The pro-EU panellists basically said what I’d expect: their businesses benefit hugely from not having to deal with red tape in their everyday dealings with the rest of the EU. One of them was in manufacturing, and drew the contrast between just shipping something vs having to fill tedious forms for every item exported outside the single market. Whether and to what extent brexit would affect her business surely depends on politics (of 27 countries), and if you take the Gove vision of out-of-the-single-market, hassle-free exports would look like an early casualty. The other was in financial services, on which subject the most interesting observation came from the Swiss guest: Swiss companies have to establish EU-based subsidiaries to export their financial services!
The Anti-EU panellists were more interesting: their gripe was with EU red tape. Between them they provided three examples:
- Data Protection rules constrain the first speaker’s business of direct marketing. Hmmm, Americans in his line of business complain of that too. Perhaps he imagines brexit will exempt us from rules that bind US companies doing business in Europe (even if lobbyists could persuade a UK government to adopt rules more spam-friendly than our current ones)?
- The other speaker is a financier, and one of his investee companies struggled with an inordinately long approval process for a new drug. Well, he may have a valid point, but how could brexit help him? Pharma research involves big investment (that’ll be why they needed a financier), and needs to sell into big markets. So I would imagine their top priorities will be EU and US[2] approvals, regardless of brexit.
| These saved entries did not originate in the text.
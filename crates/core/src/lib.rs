//! Core game logic module - pure, deterministic, and testable
//!
//! This module contains the 2048 rules: sliding, merging, spawning and
//! terminal detection. It has **zero dependencies** on UI, networking, or I/O,
//! making it:
//!
//! - **Deterministic**: Same seed produces identical games (for bots and replays)
//! - **Testable**: Tile spawning goes through an injectable [`TileSource`]
//! - **Portable**: Can run in any environment (terminal, GUI, headless)
//! - **Fast**: Zero-allocation moves on a flat 16-cell array
//!
//! # Module Structure
//!
//! - [`board`]: 4x4 grid with shifting, transposition and terminal detection
//! - [`line`]: compress / merge of a single row or column
//! - [`game_state`]: one session: board, score, tile source, counters
//! - [`rng`]: tile source trait plus seeded and scripted implementations
//! - [`snapshot`]: copyable read-only view of a session
//! - [`api`]: handle-style functions for presentation layers
//!
//! # Game Rules
//!
//! - **Move**: every line slides towards the chosen direction; zeros are
//!   squeezed out, then equal neighbours merge once, scanning from the
//!   destination edge
//! - **Score**: each merge adds the merged tile's value
//! - **Spawn**: after a move that changed the board, one 2 or 4 (even odds)
//!   lands on a uniformly chosen empty cell
//! - **Terminal**: no empty cell and no equal neighbours; only a reset leaves it
//!
//! # Example
//!
//! ```
//! use twenty48_core::GameState;
//! use twenty48_types::{Direction, GameAction};
//!
//! // Create a game: two tiles are already on the board
//! let mut game = GameState::new(12345);
//! assert_eq!(game.board().tile_count(), 2);
//!
//! // Apply moves
//! game.apply_move(Direction::Left);
//! game.apply_action(GameAction::Move(Direction::Up));
//!
//! // Check game state
//! assert!(!game.is_terminal());
//! ```

pub mod api;
pub mod board;
pub mod game_state;
pub mod line;
pub mod rng;
pub mod snapshot;

pub use twenty48_types as types;

// Re-export commonly used types for convenience
pub use api::EngineHandle;
pub use board::Board;
pub use game_state::GameState;
pub use line::{compress_line, merge_line, slide_line};
pub use rng::{ScriptedSource, SeededSource, TileSource};
pub use snapshot::{board_hash, GameSnapshot};
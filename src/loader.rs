use crate::error::{ConfigError, Result};
use crate::keys::ApiKeys;
use crate::logging::{ErrorSink, TracingSink};
use crate::utils;
use serde_json::{Map, Value, json};
use std::fs;
use std::path::Path;

/// Parsed contents of a key config file. An empty object on every fallback path.
pub type ConfigMapping = Value;

/// Reads LLM provider keys from a local JSON file
#[derive(Debug, Clone, Default)]
pub struct ConfigLoader<S = TracingSink> {
    sink: S,
}

impl ConfigLoader {
    pub fn new() -> Self {
        Self { sink: TracingSink }
    }
}

impl<S: ErrorSink> ConfigLoader<S> {
    pub fn with_sink(sink: S) -> Self {
        Self { sink }
    }

    /// Load the file, falling back to `{}` on any failure.
    ///
    /// A missing file is silent. Read and parse failures are reported once
    /// through the sink. Any valid JSON is returned unchanged, arrays and
    /// scalars included.
    pub fn load(&self, path: impl AsRef<Path>) -> ConfigMapping {
        match self.try_load(path) {
            Ok(value) => value,
            Err(err) if err.is_not_found() => {
                tracing::debug!("{}", err);
                json!({})
            }
            Err(err) => {
                self.sink
                    .error(&format!("Failed to load LLM API Key config: {}", err));
                json!({})
            }
        }
    }

    /// Load the file, reporting what went wrong instead of falling back.
    ///
    /// Nothing is sent to the sink.
    pub fn try_load(&self, path: impl AsRef<Path>) -> Result<ConfigMapping> {
        let path = path.as_ref();
        if !path.exists() {
            return Err(ConfigError::NotFound(path.to_path_buf()));
        }

        let content = fs::read_to_string(path).map_err(|source| ConfigError::Io {
            path: path.to_path_buf(),
            source,
        })?;

        let value = serde_json::from_str(&content).map_err(|source| ConfigError::Parse {
            path: path.to_path_buf(),
            source,
        })?;

        tracing::debug!(path = %path.display(), "loaded key config");
        Ok(value)
    }

    /// Like `try_load`, but the top level must be an object
    pub fn load_strict(&self, path: impl AsRef<Path>) -> Result<Map<String, Value>> {
        let path = path.as_ref();
        match self.try_load(path)? {
            Value::Object(map) => Ok(map),
            other => Err(ConfigError::NotAnObject {
                path: path.to_path_buf(),
                found: utils::json_kind(&other),
            }),
        }
    }

    /// `load` followed by the typed provider view
    pub fn load_keys(&self, path: impl AsRef<Path>) -> ApiKeys {
        ApiKeys::from_mapping(&self.load(path))
    }
}

/// Load LLM API keys from a local JSON file, logging failures through `tracing`
pub fn load_llm_api_key_config(path: impl AsRef<Path>) -> ConfigMapping {
    ConfigLoader::new().load(path)
}
//! Typed view over a loaded key config.
//!
//! Entries are either a bare key string or an object with an `api_key`
//! field. Anything else is kept as raw JSON so nothing in the file is lost.

use serde::Deserialize;
use serde_json::{Map, Value};
use std::collections::BTreeMap;

/// One provider entry
#[derive(Debug, Clone, PartialEq, Deserialize)]
#[serde(untagged)]
pub enum ProviderCredential {
    Key(String),
    Detailed(CredentialRecord),
    Other(Value),
}

#[derive(Debug, Clone, PartialEq, Deserialize)]
pub struct CredentialRecord {
    pub api_key: String,
    #[serde(default)]
    pub base_url: Option<String>,
    #[serde(default)]
    pub model: Option<String>,
    #[serde(flatten)]
    pub extra: Map<String, Value>,
}

impl ProviderCredential {
    pub fn api_key(&self) -> Option<&str> {
        match self {
            ProviderCredential::Key(key) => Some(key),
            ProviderCredential::Detailed(record) => Some(&record.api_key),
            ProviderCredential::Other(_) => None,
        }
    }
}

/// Provider name to credential, sorted by name
#[derive(Debug, Clone, Default, PartialEq)]
pub struct ApiKeys {
    entries: BTreeMap<String, ProviderCredential>,
}

impl ApiKeys {
    /// Build from a loaded mapping. Anything but an object gives an empty set.
    pub fn from_mapping(mapping: &Value) -> Self {
        let Some(object) = mapping.as_object() else {
            return Self::default();
        };

        let entries = object
            .iter()
            .map(|(provider, value)| {
                let credential = serde_json::from_value(value.clone())
                    .unwrap_or_else(|_| ProviderCredential::Other(value.clone()));
                (provider.clone(), credential)
            })
            .collect();

        Self { entries }
    }

    pub fn get(&self, provider: &str) -> Option<&ProviderCredential> {
        self.entries.get(provider)
    }

    pub fn api_key(&self, provider: &str) -> Option<&str> {
        self.get(provider).and_then(ProviderCredential::api_key)
    }

    pub fn providers(&self) -> impl Iterator<Item = &str> {
        self.entries.keys().map(String::as_str)
    }

    pub fn iter(&self) -> impl Iterator<Item = (&str, &ProviderCredential)> {
        self.entries.iter().map(|(k, v)| (k.as_str(), v))
    }

    pub fn len(&self) -> usize {
        self.entries.len()
    }

    pub fn is_empty(&self) -> bool {
        self.entries.is_empty()
    }
}

/// Hide the middle of a key for display.
///
/// Keys of eight characters or fewer are fully starred. Longer keys keep a
/// quarter of their length on each side, capped at four characters.
pub fn mask_key(key: &str) -> String {
    let chars: Vec<char> = key.chars().collect();
    if chars.len() <= 8 {
        return "*".repeat(chars.len());
    }
    let shown = (chars.len() / 4).min(4);
    let head: String = chars[..shown].iter().collect();
    let tail: String = chars[chars.len() - shown..].iter().collect();
    format!("{}…{}", head, tail)
}
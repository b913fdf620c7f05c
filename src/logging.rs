use tracing_subscriber::{EnvFilter, layer::SubscriberExt, util::SubscriberInitExt};

/// Where the loader reports failures it swallows.
///
/// The loader never holds a global logger; pass one of these in instead.
pub trait ErrorSink {
    fn error(&self, message: &str);
}

impl<T: ErrorSink + ?Sized> ErrorSink for &T {
    fn error(&self, message: &str) {
        (**self).error(message)
    }
}

/// Forwards to `tracing::error!`
#[derive(Debug, Clone, Copy, Default)]
pub struct TracingSink;

impl ErrorSink for TracingSink {
    fn error(&self, message: &str) {
        tracing::error!(target: "llmkeys::loader", "{}", message);
    }
}

/// Install the stderr subscriber used by the binary.
///
/// `RUST_LOG` wins when set; otherwise only warnings and errors from this crate.
pub fn init_tracing() {
    tracing_subscriber::registry()
        .with(EnvFilter::try_from_default_env().unwrap_or_else(|_| "llmkeys=warn".into()))
        .with(tracing_subscriber::fmt::layer().with_writer(std::io::stderr))
        .init();
}

#[cfg(test)]
mod tests {
    use super::*;
    use crate::loader::ConfigLoader;
    use serde_json::json;
    use std::io::{self, Write};
    use std::sync::{Arc, Mutex};
    use tempfile::NamedTempFile;
    use tracing::Level;

    #[derive(Clone, Default)]
    struct Captured(Arc<Mutex<Vec<u8>>>);

    impl Write for Captured {
        fn write(&mut self, buf: &[u8]) -> io::Result<usize> {
            self.0.lock().unwrap().extend_from_slice(buf);
            Ok(buf.len())
        }

        fn flush(&mut self) -> io::Result<()> {
            Ok(())
        }
    }

    impl Captured {
        fn lines(&self) -> Vec<String> {
            String::from_utf8(self.0.lock().unwrap().clone())
                .unwrap()
                .lines()
                .map(str::to_string)
                .collect()
        }
    }

    #[test]
    fn tracing_sink_emits_one_error_for_malformed_file() {
        let mut file = NamedTempFile::new().unwrap();
        file.write_all(b"{not valid json").unwrap();

        let captured = Captured::default();
        let writer = captured.clone();
        let subscriber = tracing_subscriber::fmt()
            .with_max_level(Level::TRACE)
            .with_ansi(false)
            .with_writer(move || writer.clone())
            .finish();

        let value = tracing::subscriber::with_default(subscriber, || {
            ConfigLoader::new().load(file.path())
        });

        assert_eq!(value, json!({}));
        let lines = captured.lines();
        assert_eq!(lines.len(), 1, "{:?}", lines);
        assert!(lines[0].contains("ERROR"));
        assert!(lines[0].contains("llmkeys::loader"));
        assert!(lines[0].contains("Failed to load LLM API Key config"));
    }

    #[test]
    fn missing_file_emits_no_error() {
        let dir = tempfile::TempDir::new().unwrap();

        let captured = Captured::default();
        let writer = captured.clone();
        let subscriber = tracing_subscriber::fmt()
            .with_max_level(Level::TRACE)
            .with_ansi(false)
            .with_writer(move || writer.clone())
            .finish();

        tracing::subscriber::with_default(subscriber, || {
            ConfigLoader::new().load(dir.path().join("absent.json"))
        });

        assert!(captured.lines().iter().all(|line| !line.contains("ERROR")));
    }
}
If the UK process departs from the EU one, that’s just more red tape and expense.
- A health-and-safety rule: executive office chairs have to have five legs/wheels[3] at the base to give them stability (yes, four swivelling legs with wheels really is hazardous). Hmm, well, they all do have that, everyone in the industry works to that standard. Is anyone realistically going to try and change it? We can of course still get a four-legged chair without wheels.
So, that’s the red tape that bothers them. Is there a developed country anywhere in the world without broadly similar rules? Oh yes, the US lacks data protection, and one or two states[4] are safe havens for spammers.
A particularly interesting nugget came when the chairman asked the Swiss guest about having to abide by EU standards without legally having a say in them. He replied that in fact swiss business does effectively have a say. Like anyone else, they can lobby, and if they present a reasonable case for something, the EU is receptive to it. One might almost conclude that only the Brits get obsessed with legal niceties over reasonable practicalities. On the other hand, he also pointed out that domestic politics within any of the EU countries may get in the way of them doing any particular deal you might expect – and that the brexit campaigners are assuring us will happen.
[1] (footnote removed, I thought better of it).
[2] I wonder if the much-feared TTIP might help with that, perhaps with a streamlined or even unified process to get approval both sides of the Atlantic?
[3] I wasn’t quite clear on the details.
[4] Notably Florida, unless I’m out-of-date or misremembering.